Layout-controlled multi-view image generation
The figure shows the multi-view image generation effect with layout projection as input.Adjust the layout: Precisely control the generated results
The upper part of the figure shows the diversity of generated results and the modules below The importance of design. The lower part shows the results of perturbing the vehicle directly behind, including the generation effects of moving, turning, colliding and even floating in the air.Layout controlled multi-view video generation
Generate subsequent frames based on the text description of the input frame
Use a single frame image as input to construct subsequent frame driving scenes based on the text description of the main car/other cars. The first three rows and the fourth row in the figure show the generation effect after text description control of the behavior of the main vehicle and other vehicles respectively. (The green box is the input, the blue box is the output)

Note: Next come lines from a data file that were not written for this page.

//! Typed backend services.
//!
//! SYSTEM CONTEXT
//! ==============
//! Each service borrows the `Gateway`, so credential attachment and the
//! 401/403 teardown apply to every call without call sites repeating it.

pub mod auth;
pub mod models;
pub mod movies;
pub mod reviews;

pub use auth::AuthApi;
pub use models::{Comment, CommentInput, Movie, MovieInput, Review, ReviewInput};
pub use movies::MoviesApi;
pub use reviews::ReviewsApi;

#[cfg(test)]
#[path = "mod_test.rs"]
mod tests;
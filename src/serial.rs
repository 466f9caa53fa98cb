//! Archiver contracts: how serialized objects leave and re-enter the tree.
//!
//! An [`Archiver`] persists objects under opaque [`Meta`] handles and
//! retrieves them again. [`BatchArchiver`] adds batched variants with
//! per-task failure attachment, and [`ScheduledArchiver`] adds a worker
//! pool that drains a task queue asynchronously. The tree stores whichever
//! capability level it was given as an [`ArchiverKind`] and picks the bulk
//! inflate strategy accordingly.

use std::fmt;
use std::sync::Arc;

use serde_derive::{Deserialize, Serialize};

use crate::error::{Error, Result};
use crate::exec::{CompletionQueue, ErrorMap, ProgressTracker, Scheduler, TaskQueue};

pub mod memory;

/// Opaque storage handle naming one archived object.
///
/// The archiver owns the interpretation; a content-addressed store will use
/// a digest of the object's encoding, a file store might use a path.
#[derive(Clone, PartialEq, Eq, Hash, PartialOrd, Ord, Serialize, Deserialize)]
pub struct Meta(pub Vec<u8>);

impl fmt::Debug for Meta {
    fn fmt(&self, f: &mut fmt::Formatter<'_>) -> fmt::Result {
        write!(f, "Meta(")?;
        for b in self.0.iter().take(8) {
            write!(f, "{:02x}", b)?;
        }
        if self.0.len() > 8 {
            write!(f, "..")?;
        }
        write!(f, ")")
    }
}

/// A request to retrieve the object stored under `meta`.
///
/// `tag` is a correlation id assigned by the submitter and carried through
/// unchanged; schedulers identify a unit of work by it and must convert a
/// duplicate submission of an already-served tag into a
/// [`Error::TaskComplete`] deposit instead of fetching twice.
#[derive(Debug)]
pub struct PullTask<T> {
    pub meta: Meta,
    pub tag: u64,
    pub data: Option<T>,
    pub err: Option<Error>,
}

impl<T> PullTask<T> {
    pub fn new(meta: Meta, tag: u64) -> PullTask<T> {
        PullTask {
            meta,
            tag,
            data: None,
            err: None,
        }
    }
}

// Completed pulls are drained in the natural order of the fetched objects,
// so tasks order by their payload; unfetched tasks sort first.
impl<T: Ord> Ord for PullTask<T> {
    fn cmp(&self, other: &Self) -> std::cmp::Ordering {
        self.data.cmp(&other.data)
    }
}

impl<T: Ord> PartialOrd for PullTask<T> {
    fn partial_cmp(&self, other: &Self) -> Option<std::cmp::Ordering> {
        Some(self.cmp(other))
    }
}

impl<T: Ord> PartialEq for PullTask<T> {
    fn eq(&self, other: &Self) -> bool {
        self.data == other.data
    }
}

impl<T: Ord> Eq for PullTask<T> {}

/// A request to persist `data`.
///
/// The archiver may honor a pre-assigned `meta` or invent one, writing it
/// back into the task either way.
#[derive(Debug)]
pub struct PushTask<T> {
    pub data: T,
    pub meta: Option<Meta>,
    pub err: Option<Error>,
}

impl<T> PushTask<T> {
    pub fn new(data: T) -> PushTask<T> {
        PushTask {
            data,
            meta: None,
            err: None,
        }
    }
}

/// Minimal persist/retrieve capability.
pub trait Archiver<T>: Send + Sync {
    /// Retrieve the object named by `task.meta` into `task.data`.
    fn pull(&self, task: &mut PullTask<T>) -> Result<()>;

    /// Persist `task.data`, writing the resulting handle into `task.meta`.
    fn push(&self, task: &mut PushTask<T>) -> Result<()>;
}

/// Batched pull/push with at-least-once semantics per task.
///
/// A failing task gets its error attached to `task.err`; the batch call
/// itself only fails for faults that prevent processing the batch at all.
pub trait BatchArchiver<T>: Archiver<T> {
    fn pull_batch(&self, tasks: &mut [PullTask<T>]) -> Result<()> {
        for task in tasks {
            if let Err(e) = self.pull(task) {
                task.err = Some(e);
            }
        }
        Ok(())
    }

    fn push_batch(&self, tasks: &mut [PushTask<T>]) -> Result<()> {
        for task in tasks {
            if let Err(e) = self.push(task) {
                task.err = Some(e);
            }
        }
        Ok(())
    }

    /// Progress reporting hook; archivers without one return `None`.
    fn tracker(&self) -> Option<Arc<dyn ProgressTracker>> {
        None
    }
}

/// Archiver that can fetch asynchronously through a worker pool.
pub trait ScheduledArchiver<T>: BatchArchiver<T> {
    /// Start a scheduler that drains `tasks`, depositing each completed
    /// task into `completed` and each failed task into `errors` (never
    /// both). Duplicate tags must surface as [`Error::TaskComplete`] in
    /// `errors`.
    fn pull_schedule(
        &self,
        tasks: Arc<TaskQueue<PullTask<T>>>,
        completed: Arc<CompletionQueue<PullTask<T>>>,
        errors: Arc<ErrorMap<PullTask<T>>>,
    ) -> Box<dyn Scheduler>;
}

/// The capability level a tree was handed.
///
/// Whole-tree `inflate` walks recursively for `Batch` archivers and runs
/// the parallel driver for `Scheduled` ones.
#[derive(Clone)]
pub enum ArchiverKind<T> {
    Batch(Arc<dyn BatchArchiver<T>>),
    Scheduled(Arc<dyn ScheduledArchiver<T>>),
}

impl<T> ArchiverKind<T> {
    pub fn pull(&self, task: &mut PullTask<T>) -> Result<()> {
        match self {
            ArchiverKind::Batch(a) => a.pull(task),
            ArchiverKind::Scheduled(a) => a.pull(task),
        }
    }

    pub fn push(&self, task: &mut PushTask<T>) -> Result<()> {
        match self {
            ArchiverKind::Batch(a) => a.push(task),
            ArchiverKind::Scheduled(a) => a.push(task),
        }
    }

    pub fn pull_batch(&self, tasks: &mut [PullTask<T>]) -> Result<()> {
        match self {
            ArchiverKind::Batch(a) => a.pull_batch(tasks),
            ArchiverKind::Scheduled(a) => a.pull_batch(tasks),
        }
    }

    pub fn push_batch(&self, tasks: &mut [PushTask<T>]) -> Result<()> {
        match self {
            ArchiverKind::Batch(a) => a.push_batch(tasks),
            ArchiverKind::Scheduled(a) => a.push_batch(tasks),
        }
    }

    pub fn tracker(&self) -> Option<Arc<dyn ProgressTracker>> {
        match self {
            ArchiverKind::Batch(a) => a.tracker(),
            ArchiverKind::Scheduled(a) => a.tracker(),
        }
    }

    pub fn scheduled(&self) -> Option<&Arc<dyn ScheduledArchiver<T>>> {
        match self {
            ArchiverKind::Batch(_) => None,
            ArchiverKind::Scheduled(a) => Some(a),
        }
    }
}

Generate subsequent frames directly based on the input frame
No need for other controls, only Use a single frame of image as input to predict subsequent frames of driving scenes. (The green box is the input, the blue box is the output)DrivingDiffusion first artificially constructs all 3D true values (obstacles/road structures) in the scene. After projecting the true values into Layout images, this is used as model input to obtain the multi-camera perspective. Real images/videos. The reason why 3D true values (BEV views or encoded instances) are not used directly as model input, but parameters are used for post-projection input, is to eliminate systematic 3D-2D consistency errors. (In such a set of data, 3D true values and vehicle parameters are artificially constructed according to actual needs. The former brings the ability to construct rare scene data at will. , the latter eliminates the error of geometric consistency in traditional data production.)
There is still one question left at this time: whether the quality of the generated image/video can meet the usage requirements ? When it comes to constructing scenarios, everyone often thinks of using a simulation engine. However, there is a large domain gap between the data it generates and the real data. The generated results of GAN-based methods often have a certain bias from the distribution of actual real data. Diffusion Models are based on the characteristics of Markov chains that generate data by learning noise. The fidelity of the generated results is higher and is more suitable for use as a substitute for real data. DrivingDiffusion directly generatessequential multi-view views according to artificially constructed scenes and vehicle parameters, which can not only be used as a reference for downstream autonomous driving tasks Training data can also be used to build a simulation system for feedback on autonomous driving algorithms.
The "artificially constructed scene" here only contains obstacles and road structure information, but DrivingDiffusion's framework can easily introduce layout information such as signboards, traffic lights, construction areas, and even low-level occupation grid/depth map and other control modes.There are several difficulties when generating multi-view videos:
DrivingDiffusion generates long video process
Single frame multi-view model: generate multi-view key frames,The single-view timing model with frames as additional control and multi-view sharing: perform timing expansion on each view in parallel,
##Consistency Module is divided into two parts: Consistency attention mechanism and Consistency correlation loss.
The consistency attention mechanism focuses on the interaction between adjacent views and timing-related frames. Specifically, for cross-frame consistency, it only focuses on the information interaction between left and right adjacent views that overlap. For the timing model, each Frame only focuses on keyframes and the previous frame. This avoids the huge computational load caused by global interactions. The consistent correlation loss adds geometric constraints by pixel-level correlation and regression of pose, whose gradient is provided by a pre-trained pose regressor. The regressor adds a pose regression head based on LoFTR and is trained using the true pose values on the real data of the corresponding data set. For multi-view models and time series models, this module supervises the camera relative pose and main vehicle motion pose respectively.Local Prompt and Global Prompt cooperate to reuse the parameter semantics of CLIP and stable-diffusion-v1-4 to locally enhance specific category instance areas. As shown in the figure, based on the cross-attention mechanism of image tokens and global text description prompts, the author designs a local prompt for a certain category and uses the image token in the mask area of the category to query the local prompt. This process makes maximum use of the concept of text-guided image generation in the open domain in the original model parameters.
main vehicle control text description controller and other vehicle control/environment text description controller are decoupled.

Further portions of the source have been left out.